* TASK TO CARRY OUT *
Report, as a bare number, how many lines in the data contain "included".
*** Begin section ***
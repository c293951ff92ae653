use crate::config::FetcherConfig;
use crate::fetcher::RoundSource;
use crate::models::{SyncOutcome, SyncReport};
use crate::parser::GameParser;
use anyhow::{Context, Result};
use chrono::{DateTime, Utc};
use lazy_static::lazy_static;
use match_registry::{merge_matches, MatchRecord};
use persistence::DatasetStore;
use regex::Regex;
use serde_json::Value;
use tracing::{debug, info};

/// Recorded as `standingsSource` when a run rewrites a dataset without one
pub const DEFAULT_STANDINGS_SOURCE: &str = "vole-api (rounds endpoint)";

/// `last_update` layout, in the configured timezone
pub const LAST_UPDATE_FORMAT: &str = "%Y-%m-%d %H:%M";

lazy_static! {
    static ref SYNTHETIC_ID: Regex = Regex::new(r"^M\d+$").expect("valid synthetic id pattern");
}

/// Matches gathered from the rounds endpoint
#[derive(Debug, Default)]
pub struct RoundHarvest {
    pub matches: Vec<MatchRecord>,
    pub rounds_probed: u32,
}

/// One-shot league sync: fetch every round, merge into the dataset, save on change
pub struct LeagueSync<S, D> {
    config: FetcherConfig,
    source: S,
    store: D,
    parser: GameParser,
}

impl<S: RoundSource, D: DatasetStore> LeagueSync<S, D> {
    /// Create a new sync
    pub fn new(config: FetcherConfig, source: S, store: D) -> Self {
        Self { config, source, store, parser: GameParser::default() }
    }

    /// Replace the game parser
    pub fn with_parser(mut self, parser: GameParser) -> Self {
        self.parser = parser;
        self
    }

    /// Probe rounds in order until the source runs dry.
    ///
    /// An unavailable round counts as empty. Probing stops after
    /// `empty_round_limit` consecutive empty rounds once any round had games,
    /// and never goes past `max_rounds`.
    pub async fn collect_rounds(&self) -> RoundHarvest {
        let mut harvest = RoundHarvest::default();
        let mut consecutive_empty = 0;
        let mut seen_any = false;

        for round in 1..=self.config.max_rounds {
            let mut matches = self.fetch_parsed(round, &mut harvest).await;

            // Some deployments number the first round 0
            if round == 1 && matches.is_empty() {
                let first = self.fetch_parsed(0, &mut harvest).await;
                if !first.is_empty() {
                    debug!("Round 1 empty, using {} matches from round 0", first.len());
                    matches = first;
                }
            }

            if matches.is_empty() {
                consecutive_empty += 1;
                if seen_any && consecutive_empty >= self.config.empty_round_limit {
                    debug!("Stopping after {} consecutive empty rounds at round {}", consecutive_empty, round);
                    break;
                }
                continue;
            }

            debug!("Round {}: {} matches", round, matches.len());
            seen_any = true;
            consecutive_empty = 0;
            harvest.matches.extend(matches);
        }

        harvest
    }

    async fn fetch_parsed(&self, round: u32, harvest: &mut RoundHarvest) -> Vec<MatchRecord> {
        harvest.rounds_probed += 1;
        match self.source.fetch_round(round).await {
            Some(payload) => self.parser.parse(&payload, self.config.timezone),
            None => Vec::new(),
        }
    }

    /// Run a complete fetch, merge and save cycle
    pub async fn run(&self) -> Result<SyncReport> {
        self.run_at(Utc::now()).await
    }

    /// [`LeagueSync::run`] with an explicit clock
    pub async fn run_at(&self, now: DateTime<Utc>) -> Result<SyncReport> {
        info!("Starting sync for league {}", self.config.league_id);

        let harvest = self.collect_rounds().await;
        info!("Fetched {} matches from {} rounds", harvest.matches.len(), harvest.rounds_probed);

        let mut dataset = self
            .store
            .load()
            .await
            .with_context(|| format!("Failed to load dataset from {}", self.store.location()))?;
        if dataset.team.is_empty() {
            dataset.team = self.config.team_name.clone();
        }

        let stored: Vec<Value> = dataset.matches.iter().filter(|m| !is_legacy_entry(m)).cloned().collect();
        let legacy_dropped = dataset.matches.len() - stored.len();
        if legacy_dropped > 0 {
            debug!("Dropped {} legacy entries before merging", legacy_dropped);
        }

        let existing: Vec<MatchRecord> = stored.iter().filter_map(MatchRecord::from_value).collect();
        let merged = merge_matches(&existing, &harvest.matches);
        let merged: Vec<Value> = merged.iter().map(MatchRecord::to_value).collect();

        let outcome = if merged == stored {
            SyncOutcome::Unchanged
        } else {
            let count = merged.len();
            dataset.matches = merged;
            dataset.last_update =
                now.with_timezone(&self.config.timezone).format(LAST_UPDATE_FORMAT).to_string();
            if dataset.standings_source.as_deref().map_or(true, str::is_empty) {
                dataset.standings_source = Some(DEFAULT_STANDINGS_SOURCE.to_string());
            }

            self.store
                .save(&dataset)
                .await
                .with_context(|| format!("Failed to save dataset to {}", self.store.location()))?;
            SyncOutcome::Updated { matches: count }
        };

        Ok(SyncReport {
            league_id: self.config.league_id,
            location: self.store.location(),
            rounds_probed: harvest.rounds_probed,
            fetched: harvest.matches.len(),
            legacy_dropped,
            outcome,
            timestamp: now,
        })
    }
}

/// Entries written by the old placeholder format: a numeric `round`, or a
/// synthetic `M<n>` id. Non-object entries are dropped as well.
pub fn is_legacy_entry(entry: &Value) -> bool {
    let Some(object) = entry.as_object() else {
        return true;
    };
    if object.get("round").map_or(false, Value::is_number) {
        return true;
    }
    let id = match object.get("id") {
        Some(Value::String(s)) => s.clone(),
        Some(Value::Number(n)) => n.to_string(),
        _ => String::new(),
    };
    SYNTHETIC_ID.is_match(&id)
}
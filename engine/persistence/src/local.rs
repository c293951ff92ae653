//! Local file-based dataset store constructors

use crate::backend::LocalJsonStore;
use crate::config::PersistenceConfig;
use crate::error::Result;

/// Create a new local store with default configuration
pub fn create_local_store(data_file: impl Into<std::path::PathBuf>) -> Result<LocalJsonStore> {
    LocalJsonStore::with_default_config(data_file)
}

/// Create a new local store with custom configuration
pub fn create_local_store_with_config(config: PersistenceConfig) -> Result<LocalJsonStore> {
    LocalJsonStore::new(config)
}
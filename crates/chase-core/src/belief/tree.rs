//! The belief DAG tracking every position the hider could occupy.

use crate::belief::result::InvestigatorResult;
use crate::belief::snapshot::SnapshotError;
use crate::board::{BoardTopology, LocationId, MoveConstraints, TopologyError};
use std::collections::{HashMap, HashSet, VecDeque};

/// Stable index into the tree's node arena.
#[derive(Debug, Clone, Copy, PartialEq, Eq, Hash)]
struct NodeHandle(usize);

/// One vertex of the belief DAG.
#[derive(Debug, Clone)]
pub struct BeliefNode {
    id: LocationId,
    clue_found: bool,
}

impl BeliefNode {
    fn new(id: LocationId) -> Self {
        Self {
            id,
            clue_found: false,
        }
    }

    pub fn id(&self) -> &LocationId {
        &self.id
    }

    /// Whether a clue search reported a find at this position.
    pub fn clue_found(&self) -> bool {
        self.clue_found
    }
}

#[derive(Debug, Clone)]
struct NodeSlot {
    node: BeliefNode,
    parents: Vec<NodeHandle>,
    children: Vec<NodeHandle>,
}

impl NodeSlot {
    fn new(node: BeliefNode) -> Self {
        Self {
            node,
            parents: Vec::new(),
            children: Vec::new(),
        }
    }
}

/// Directed acyclic history of the hider's possible movements.
///
/// The root is the known starting location and is fixed for the life of the
/// tree. Each `expand` advances the belief by one hider move; each
/// `apply_result` eliminates positions ruled out by seeker feedback. The
/// frontier — the currently possible positions — is maintained in lock-step
/// with every edge mutation and is only ever handed out as an owned copy.
///
/// Node identity is the location label: at most one live node exists per
/// label. A label that recurs after its node was pruned gets a fresh node;
/// removed identities are never resurrected.
#[derive(Debug, Clone)]
pub struct BeliefTree {
    slots: Vec<Option<NodeSlot>>,
    index: HashMap<LocationId, NodeHandle>,
    root: NodeHandle,
    frontier: HashSet<NodeHandle>,
}

impl BeliefTree {
    /// Creates a tree rooted at the hider's known starting location.
    pub fn new(root_location: impl Into<LocationId>) -> Self {
        let id = root_location.into();
        let root = NodeHandle(0);
        let mut index = HashMap::new();
        index.insert(id.clone(), root);
        Self {
            slots: vec![Some(NodeSlot::new(BeliefNode::new(id)))],
            index,
            root,
            frontier: HashSet::from([root]),
        }
    }

    /// The known starting location.
    pub fn root(&self) -> &LocationId {
        &self.slot(self.root).node.id
    }

    /// Owned snapshot of the currently possible positions.
    pub fn frontier(&self) -> HashSet<LocationId> {
        self.frontier
            .iter()
            .map(|&handle| self.slot(handle).node.id.clone())
            .collect()
    }

    /// Whether a live node for `location` exists anywhere in the tree.
    pub fn contains(&self, location: &LocationId) -> bool {
        self.index.contains_key(location)
    }

    /// The live node for `location`, if any.
    pub fn node(&self, location: &LocationId) -> Option<&BeliefNode> {
        self.index
            .get(location)
            .map(|&handle| &self.slot(handle).node)
    }

    /// Every location currently tracked, root included.
    pub fn all_tracked_locations(&self) -> HashSet<LocationId> {
        self.index.keys().cloned().collect()
    }

    /// Iterates over every live node.
    pub fn nodes(&self) -> impl Iterator<Item = &BeliefNode> {
        self.slots
            .iter()
            .filter_map(|slot| slot.as_ref())
            .map(|slot| &slot.node)
    }

    /// Iterates over every live edge as `(parent, child)` labels.
    pub fn edges(&self) -> impl Iterator<Item = (&LocationId, &LocationId)> {
        self.slots
            .iter()
            .filter_map(|slot| slot.as_ref())
            .flat_map(move |slot| {
                slot.children
                    .iter()
                    .map(move |&child| (&slot.node.id, &self.slot(child).node.id))
            })
    }

    pub fn node_count(&self) -> usize {
        self.index.len()
    }

    pub fn edge_count(&self) -> usize {
        self.slots
            .iter()
            .filter_map(|slot| slot.as_ref())
            .map(|slot| slot.children.len())
            .sum()
    }

    /// Advances the belief state by exactly one hider move.
    ///
    /// Every frontier node is asked for its one-move destinations under
    /// `constraints`. Destinations without a live node get a fresh node; a
    /// destination already tracked is reused (paths converge) unless the
    /// edge would close a cycle, in which case that single edge is declined
    /// and the round continues. The new frontier is the set of distinct
    /// nodes targeted by this round's moves, old frontier members excluded;
    /// re-proposing an edge the tree already holds does not duplicate it.
    ///
    /// All topology queries run before any mutation: a `TopologyError`
    /// leaves the tree exactly as it was.
    pub fn expand<T: BoardTopology + ?Sized>(
        &mut self,
        board: &T,
        constraints: &MoveConstraints,
    ) -> Result<(), TopologyError> {
        let mut moves = Vec::with_capacity(self.frontier.len());
        for &source in &self.frontier {
            let destinations = board.neighbors(&self.slot(source).node.id, constraints)?;
            moves.push((source, destinations));
        }

        let old_frontier = std::mem::take(&mut self.frontier);
        let mut next = HashSet::new();
        for (source, destinations) in moves {
            for location in destinations {
                match self.index.get(&location).copied() {
                    Some(existing) => {
                        if self.is_ancestor(existing, source) {
                            // Wiring this edge would close a cycle; the
                            // destination is skipped for this source.
                            continue;
                        }
                        self.add_edge(source, existing);
                        if !old_frontier.contains(&existing) {
                            next.insert(existing);
                        }
                    }
                    None => {
                        let created = self.insert_node(location);
                        self.add_edge(source, created);
                        next.insert(created);
                    }
                }
            }
        }
        self.frontier = next;
        Ok(())
    }

    /// Eliminates positions ruled out by a resolved seeker action.
    ///
    /// A `Yes` clue answer or a successful capture removes that location's
    /// node together with everything left unreachable from the root.
    /// Locations with no live node are ignored: the hider could never have
    /// been there under current beliefs, which is consistent. The root is
    /// never removed; a hit there only records the clue.
    pub fn apply_result(&mut self, result: &InvestigatorResult) {
        match result {
            InvestigatorResult::Search { answers } => {
                for (location, answer) in answers {
                    if answer.is_yes() {
                        self.eliminate(location);
                    }
                }
            }
            InvestigatorResult::Capture { location, success } => {
                if *success {
                    self.eliminate(location);
                }
            }
        }
    }

    fn eliminate(&mut self, location: &LocationId) {
        let Some(&target) = self.index.get(location) else {
            return;
        };
        if target == self.root {
            self.slot_mut(target).node.clue_found = true;
            return;
        }
        self.detach(target);
        self.drop_unreachable();
    }

    /// Severs `target` from all of its parents, leaving it (and any node
    /// whose every root path ran through it) unreachable.
    fn detach(&mut self, target: NodeHandle) {
        let parents = std::mem::take(&mut self.slot_mut(target).parents);
        for parent in parents {
            self.slot_mut(parent).children.retain(|&child| child != target);
        }
    }

    /// Removes every node without a path from the root and scrubs dangling
    /// adjacency entries, re-establishing the reachability invariant.
    fn drop_unreachable(&mut self) {
        let mut reachable = HashSet::from([self.root]);
        let mut queue = VecDeque::from([self.root]);
        while let Some(handle) = queue.pop_front() {
            for &child in &self.slot(handle).children {
                if reachable.insert(child) {
                    queue.push_back(child);
                }
            }
        }

        for raw in 0..self.slots.len() {
            let handle = NodeHandle(raw);
            if reachable.contains(&handle) {
                continue;
            }
            if let Some(slot) = self.slots[raw].take() {
                self.index.remove(&slot.node.id);
                self.frontier.remove(&handle);
            }
        }

        for slot in self.slots.iter_mut().flatten() {
            slot.children.retain(|child| reachable.contains(child));
            slot.parents.retain(|parent| reachable.contains(parent));
        }
    }

    /// Whether `candidate` lies on some path from the root to `of`,
    /// `of` itself included. Walks the backward adjacency lists.
    fn is_ancestor(&self, candidate: NodeHandle, of: NodeHandle) -> bool {
        if candidate == of {
            return true;
        }
        let mut seen = HashSet::from([of]);
        let mut queue = VecDeque::from([of]);
        while let Some(handle) = queue.pop_front() {
            for &parent in &self.slot(handle).parents {
                if parent == candidate {
                    return true;
                }
                if seen.insert(parent) {
                    queue.push_back(parent);
                }
            }
        }
        false
    }

    fn insert_node(&mut self, id: LocationId) -> NodeHandle {
        let handle = NodeHandle(self.slots.len());
        self.index.insert(id.clone(), handle);
        self.slots.push(Some(NodeSlot::new(BeliefNode::new(id))));
        handle
    }

    /// Records the edge if it is not already present; the edge set never
    /// holds the same (parent, child) pair twice.
    fn add_edge(&mut self, parent: NodeHandle, child: NodeHandle) {
        if self.slot(parent).children.contains(&child) {
            return;
        }
        self.slot_mut(parent).children.push(child);
        self.slot_mut(child).parents.push(parent);
    }

    fn slot(&self, handle: NodeHandle) -> &NodeSlot {
        self.slots[handle.0]
            .as_ref()
            .unwrap_or_else(|| unreachable!("live handle {} points at an empty slot", handle.0))
    }

    fn slot_mut(&mut self, handle: NodeHandle) -> &mut NodeSlot {
        self.slots[handle.0]
            .as_mut()
            .unwrap_or_else(|| unreachable!("live handle {} points at an empty slot", handle.0))
    }

    /// Reassembles a tree from snapshot parts, re-validating the structural
    /// invariants the snapshot format cannot guarantee on its own.
    pub(crate) fn rebuild(
        root: LocationId,
        nodes: Vec<(LocationId, bool)>,
        edges: &[(LocationId, LocationId)],
        frontier: &[LocationId],
    ) -> Result<Self, SnapshotError> {
        let mut tree = BeliefTree::new(root.clone());
        tree.frontier.clear();

        for (id, clue_found) in nodes {
            let handle = if id == root {
                tree.root
            } else {
                if tree.index.contains_key(&id) {
                    return Err(SnapshotError::DuplicateNode(id));
                }
                tree.insert_node(id)
            };
            tree.slot_mut(handle).node.clue_found = clue_found;
        }

        for (parent, child) in edges {
            let &parent = tree
                .index
                .get(parent)
                .ok_or_else(|| SnapshotError::UnknownEdgeEndpoint(parent.clone()))?;
            let &child = tree
                .index
                .get(child)
                .ok_or_else(|| SnapshotError::UnknownEdgeEndpoint(child.clone()))?;
            tree.add_edge(parent, child);
        }

        if tree.has_cycle() {
            return Err(SnapshotError::CyclicEdges);
        }
        if let Some(stranded) = tree.first_unreachable() {
            return Err(SnapshotError::UnreachableNode(stranded));
        }

        for location in frontier {
            let &handle = tree
                .index
                .get(location)
                .ok_or_else(|| SnapshotError::UnknownFrontierLocation(location.clone()))?;
            tree.frontier.insert(handle);
        }
        Ok(tree)
    }

    fn has_cycle(&self) -> bool {
        // Kahn's algorithm: a DAG drains completely.
        let mut in_degree: HashMap<NodeHandle, usize> = HashMap::new();
        let mut live = 0usize;
        for raw in 0..self.slots.len() {
            let handle = NodeHandle(raw);
            if let Some(slot) = self.slots[raw].as_ref() {
                live += 1;
                in_degree.insert(handle, slot.parents.len());
            }
        }
        let mut queue: VecDeque<NodeHandle> = in_degree
            .iter()
            .filter(|&(_, &degree)| degree == 0)
            .map(|(&handle, _)| handle)
            .collect();
        let mut drained = 0usize;
        while let Some(handle) = queue.pop_front() {
            drained += 1;
            for &child in &self.slot(handle).children {
                let degree = in_degree
                    .get_mut(&child)
                    .unwrap_or_else(|| unreachable!("child handle missing from degree map"));
                *degree -= 1;
                if *degree == 0 {
                    queue.push_back(child);
                }
            }
        }
        drained != live
    }

    fn first_unreachable(&self) -> Option<LocationId> {
        let mut reachable = HashSet::from([self.root]);
        let mut queue = VecDeque::from([self.root]);
        while let Some(handle) = queue.pop_front() {
            for &child in &self.slot(handle).children {
                if reachable.insert(child) {
                    queue.push_back(child);
                }
            }
        }
        self.index
            .iter()
            .find(|(_, handle)| !reachable.contains(handle))
            .map(|(id, _)| id.clone())
    }
}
*** End section ***
* REPLY *
2